* Required work: Write every entry out again, exactly as given.

* Data to use:
#![no_std]
#![no_main]

use smartpark_firmware as firmware;

use nrf52840_hal as hal;

#[allow(unused_imports)]
use hal::prelude::*;

use hal::{
    gpio::{p0, Level},
    gpiote::Gpiote,
    pac::{TIMER1, TIMER2, TWIM0},
    Clocks, Delay, Timer,
};

use rtic::cyccnt::U32Ext as _;

#[cfg(feature = "display")]
use firmware::display::LotDisplay;
#[cfg(not(feature = "display"))]
use firmware::stubs::LotDisplay;

#[cfg(feature = "leds")]
use firmware::leds::LedBank;
#[cfg(not(feature = "leds"))]
use firmware::stubs::LedBank;

use firmware::consts::*;
use firmware::sonar_array::{EchoLines, Pins as SonarPins, SonarLink, TriggerBank};

use smartpark_core::{
    config::NUM_CHANNELS, run_cycle, DisplayGate, EchoBank, LotSummary, SlotMonitor, SlotState,
};

#[rtic::app(
    device = nrf52840_hal::pac,
    peripherals = true,
    monotonic = rtic::cyccnt::CYCCNT
)]
const APP: () = {
    struct Resources {
        bank: EchoBank<NUM_CHANNELS>,
        echo: EchoLines<TIMER1>,
        triggers: TriggerBank<TIMER2>,
        slots: [SlotMonitor; NUM_CHANNELS],
        gate: DisplayGate,
        display: Option<LotDisplay<TWIM0, Delay>>,
        leds: LedBank,
    }

    #[init(schedule = [measure])]
    #[cfg_attr(
        not(any(feature = "display", feature = "leds")),
        allow(unused_variables, unused_mut)
    )]
    fn init(ctx: init::Context) -> init::LateResources {
        let mut core = ctx.core;
        core.DCB.enable_trace();
        core.DWT.enable_cycle_counter();

        let clocks = Clocks::new(ctx.device.CLOCK);
        clocks.enable_ext_hfosc();

        let port0 = p0::Parts::new(ctx.device.P0);

        let sonar_pins = SonarPins {
            trig1: port0.p0_02.into_push_pull_output(Level::Low).degrade(),
            trig2: port0.p0_03.into_push_pull_output(Level::Low).degrade(),
            trig3: port0.p0_04.into_push_pull_output(Level::Low).degrade(),
            trig4: port0.p0_28.into_push_pull_output(Level::Low).degrade(),
            trig5: port0.p0_29.into_push_pull_output(Level::Low).degrade(),
            trig6: port0.p0_30.into_push_pull_output(Level::Low).degrade(),
            echo1: port0.p0_11.into_floating_input().degrade(),
            echo2: port0.p0_12.into_floating_input().degrade(),
            echo3: port0.p0_13.into_floating_input().degrade(),
            echo4: port0.p0_14.into_floating_input().degrade(),
            echo5: port0.p0_15.into_floating_input().degrade(),
            echo6: port0.p0_16.into_floating_input().degrade(),
        };
        let (trig_pins, echo_pins) = sonar_pins.split();

        let triggers = TriggerBank::new(trig_pins, Timer::one_shot(ctx.device.TIMER2));
        let echo = EchoLines::new(
            echo_pins,
            Gpiote::new(ctx.device.GPIOTE),
            Timer::periodic(ctx.device.TIMER1),
        );
        // Seed the edge decoder with the lines' idle state.
        let bank = EchoBank::new(echo.levels());

        let mut delay = Delay::new(core.SYST);

        #[cfg(feature = "leds")]
        let leds = {
            let mut leds = LedBank::new([
                port0.p0_19.into_push_pull_output(Level::Low).degrade(),
                port0.p0_20.into_push_pull_output(Level::Low).degrade(),
                port0.p0_21.into_push_pull_output(Level::Low).degrade(),
                port0.p0_22.into_push_pull_output(Level::Low).degrade(),
                port0.p0_23.into_push_pull_output(Level::Low).degrade(),
                port0.p0_24.into_push_pull_output(Level::Low).degrade(),
            ]);
            leds.test_pattern(&mut delay);
            leds
        };
        #[cfg(not(feature = "leds"))]
        let leds = LedBank;

        #[cfg(feature = "display")]
        let display = {
            use hal::twim::Pins as TwimPins;

            let twim_pins = TwimPins {
                scl: port0.p0_27.into_floating_input().degrade(),
                sda: port0.p0_26.into_floating_input().degrade(),
            };
            match LotDisplay::new(ctx.device.TWIM0, twim_pins, LCD_ADDR, delay) {
                Ok(mut display) => {
                    let empty = [SlotState::Empty; NUM_CHANNELS];
                    display.splash().ok();
                    display.render(&empty, &LotSummary::from_states(&empty)).ok();
                    Some(display)
                }
                Err(_) => {
                    defmt::warn!("character panel not responding, running without it");
                    None
                }
            }
        };
        #[cfg(not(feature = "display"))]
        let display = Some(LotDisplay::disconnected());

        ctx.schedule
            .measure(ctx.start + CYCLE_PERIOD_CYCLES.cycles())
            .ok();

        defmt::info!(
            "smartpark up: {=usize} channels, {} triggering",
            NUM_CHANNELS,
            TRIGGER_POLICY
        );

        init::LateResources {
            bank,
            echo,
            triggers,
            slots: [SlotMonitor::new(); NUM_CHANNELS],
            gate: DisplayGate::new(),
            display,
            leds,
        }
    }

    // Defines what happens when there's nothing left to do
    #[idle]
    fn idle(_ctx: idle::Context) -> ! {
        loop {
            // Go to sleep, waiting for an interrupt
            cortex_m::asm::wfi();
        }
    }

    /// All six echo lines share this one interrupt; the bank diffs the level
    /// snapshot to work out which lines moved and in which direction.
    #[task(binds = GPIOTE, priority = 7, resources = [echo, bank])]
    fn on_echo_edge(ctx: on_echo_edge::Context) {
        let (levels, now) = ctx.resources.echo.sample();
        ctx.resources.bank.record_transitions(levels, now);
    }

    #[task(priority = 1, resources = [bank, triggers, slots, gate, display, leds], schedule = [measure])]
    fn measure(mut ctx: measure::Context) {
        let readings = {
            let mut link = SonarLink {
                triggers: ctx.resources.triggers,
                bank: ctx.resources.bank,
            };
            run_cycle(&mut link, TRIGGER_POLICY)
        };

        ctx.resources.leds.show(&readings);

        let mut states = [SlotState::Empty; NUM_CHANNELS];
        let mut changed = false;
        for ((slot, reading), state) in ctx
            .resources
            .slots
            .iter_mut()
            .zip(&readings)
            .zip(&mut states)
        {
            changed |= slot.update(*reading);
            *state = slot.state();
        }

        let summary = LotSummary::from_states(&states);
        defmt::debug!("readings: {}, occupied: {=usize}", readings, summary.occupied_count());
        if changed {
            defmt::info!("occupancy now {=usize}/{=usize}", summary.occupied_count(), NUM_CHANNELS);
        }

        if ctx.resources.gate.should_render(changed, summary.full) {
            if let Some(display) = ctx.resources.display.as_mut() {
                if display.render(&states, &summary).is_err() {
                    defmt::warn!("panel write failed, keeping last contents");
                }
            }
        }

        ctx.schedule
            .measure(ctx.scheduled + CYCLE_PERIOD_CYCLES.cycles())
            .ok();
    }

    extern "C" {
        fn SWI0_EGU0();
        fn SWI1_EGU1();
    }
};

* Problem solution:
#![no_std]
#![no_main]

use smartpark_firmware as firmware;

use nrf52840_hal as hal;

#[allow(unused_imports)]
use hal::prelude::*;

use hal::{
    gpio::{p0, Level},
    gpiote::Gpiote,
    pac::{TIMER1, TIMER2, TWIM0},
    Clocks, Delay, Timer,
};

use rtic::cyccnt::U32Ext as _;

#[cfg(feature = "display")]
use firmware::display::LotDisplay;
#[cfg(not(feature = "display"))]
use firmware::stubs::LotDisplay;

#[cfg(feature = "leds")]
use firmware::leds::LedBank;
#[cfg(not(feature = "leds"))]
use firmware::stubs::LedBank;

use firmware::consts::*;
use firmware::sonar_array::{EchoLines, Pins as SonarPins, SonarLink, TriggerBank};

use smartpark_core::{
    config::NUM_CHANNELS, run_cycle, DisplayGate, EchoBank, LotSummary, SlotMonitor, SlotState,
};

#[rtic::app(
    device = nrf52840_hal::pac,
    peripherals = true,
    monotonic = rtic::cyccnt::CYCCNT
)]
const APP: () = {
    struct Resources {
        bank: EchoBank<NUM_CHANNELS>,
        echo: EchoLines<TIMER1>,
        triggers: TriggerBank<TIMER2>,
        slots: [SlotMonitor; NUM_CHANNELS],
        gate: DisplayGate,
        display: Option<LotDisplay<TWIM0, Delay>>,
        leds: LedBank,
    }

    #[init(schedule = [measure])]
    #[cfg_attr(
        not(any(feature = "display", feature = "leds")),
        allow(unused_variables, unused_mut)
    )]
    fn init(ctx: init::Context) -> init::LateResources {
        let mut core = ctx.core;
        core.DCB.enable_trace();
        core.DWT.enable_cycle_counter();

        let clocks = Clocks::new(ctx.device.CLOCK);
        clocks.enable_ext_hfosc();

        let port0 = p0::Parts::new(ctx.device.P0);

        let sonar_pins = SonarPins {
            trig1: port0.p0_02.into_push_pull_output(Level::Low).degrade(),
            trig2: port0.p0_03.into_push_pull_output(Level::Low).degrade(),
            trig3: port0.p0_04.into_push_pull_output(Level::Low).degrade(),
            trig4: port0.p0_28.into_push_pull_output(Level::Low).degrade(),
            trig5: port0.p0_29.into_push_pull_output(Level::Low).degrade(),
            trig6: port0.p0_30.into_push_pull_output(Level::Low).degrade(),
            echo1: port0.p0_11.into_floating_input().degrade(),
            echo2: port0.p0_12.into_floating_input().degrade(),
            echo3: port0.p0_13.into_floating_input().degrade(),
            echo4: port0.p0_14.into_floating_input().degrade(),
            echo5: port0.p0_15.into_floating_input().degrade(),
            echo6: port0.p0_16.into_floating_input().degrade(),
        };
        let (trig_pins, echo_pins) = sonar_pins.split();

        let triggers = TriggerBank::new(trig_pins, Timer::one_shot(ctx.device.TIMER2));
        let echo = EchoLines::new(
            echo_pins,
            Gpiote::new(ctx.device.GPIOTE),
            Timer::periodic(ctx.device.TIMER1),
        );
        // Seed the edge decoder with the lines' idle state.
        let bank = EchoBank::new(echo.levels());

        let mut delay = Delay::new(core.SYST);

        #[cfg(feature = "leds")]
        let leds = {
            let mut leds = LedBank::new([
                port0.p0_19.into_push_pull_output(Level::Low).degrade(),
                port0.p0_20.into_push_pull_output(Level::Low).degrade(),
                port0.p0_21.into_push_pull_output(Level::Low).degrade(),
                port0.p0_22.into_push_pull_output(Level::Low).degrade(),
                port0.p0_23.into_push_pull_output(Level::Low).degrade(),
                port0.p0_24.into_push_pull_output(Level::Low).degrade(),
            ]);
            leds.test_pattern(&mut delay);
            leds
        };
        #[cfg(not(feature = "leds"))]
        let leds = LedBank;

        #[cfg(feature = "display")]
        let display = {
            use hal::twim::Pins as TwimPins;

            let twim_pins = TwimPins {
                scl: port0.p0_27.into_floating_input().degrade(),
                sda: port0.p0_26.into_floating_input().degrade(),
            };
            match LotDisplay::new(ctx.device.TWIM0, twim_pins, LCD_ADDR, delay) {
                Ok(mut display) => {
                    let empty = [SlotState::Empty; NUM_CHANNELS];
                    display.splash().ok();
                    display.render(&empty, &LotSummary::from_states(&empty)).ok();
                    Some(display)
                }
                Err(_) => {
                    defmt::warn!("character panel not responding, running without it");
                    None
                }
            }
        };
        #[cfg(not(feature = "display"))]
        let display = Some(LotDisplay::disconnected());

        ctx.schedule
            .measure(ctx.start + CYCLE_PERIOD_CYCLES.cycles())
            .ok();

        defmt::info!(
            "smartpark up: {=usize} channels, {} triggering",
            NUM_CHANNELS,
            TRIGGER_POLICY
        );

        init::LateResources {
            bank,
            echo,
            triggers,
            slots: [SlotMonitor::new(); NUM_CHANNELS],
            gate: DisplayGate::new(),
            display,
            leds,
        }
    }

    // Defines what happens when there's nothing left to do
    #[idle]
    fn idle(_ctx: idle::Context) -> ! {
        loop {
            // Go to sleep, waiting for an interrupt
            cortex_m::asm::wfi();
        }
    }

    /// All six echo lines share this one interrupt; the bank diffs the level
    /// snapshot to work out which lines moved and in which direction.
    #[task(binds = GPIOTE, priority = 7, resources = [echo, bank])]
    fn on_echo_edge(ctx: on_echo_edge::Context) {
        let (levels, now) = ctx.resources.echo.sample();
        ctx.resources.bank.record_transitions(levels, now);
    }

    #[task(priority = 1, resources = [bank, triggers, slots, gate, display, leds], schedule = [measure])]
    fn measure(mut ctx: measure::Context) {
        let readings = {
            let mut link = SonarLink {
                triggers: ctx.resources.triggers,
                bank: ctx.resources.bank,
            };
            run_cycle(&mut link, TRIGGER_POLICY)
        };

        ctx.resources.leds.show(&readings);

        let mut states = [SlotState::Empty; NUM_CHANNELS];
        let mut changed = false;
        for ((slot, reading), state) in ctx
            .resources
            .slots
            .iter_mut()
            .zip(&readings)
            .zip(&mut states)
        {
            changed |= slot.update(*reading);
            *state = slot.state();
        }

        let summary = LotSummary::from_states(&states);
        defmt::debug!("readings: {}, occupied: {=usize}", readings, summary.occupied_count());
        if changed {
            defmt::info!("occupancy now {=usize}/{=usize}", summary.occupied_count(), NUM_CHANNELS);
        }

        if ctx.resources.gate.should_render(changed, summary.full) {
            if let Some(display) = ctx.resources.display.as_mut() {
                if display.render(&states, &summary).is_err() {
                    defmt::warn!("panel write failed, keeping last contents");
                }
            }
        }

        ctx.schedule
            .measure(ctx.scheduled + CYCLE_PERIOD_CYCLES.cycles())
            .ok();
    }

    extern "C" {
        fn SWI0_EGU0();
        fn SWI1_EGU1();
    }
};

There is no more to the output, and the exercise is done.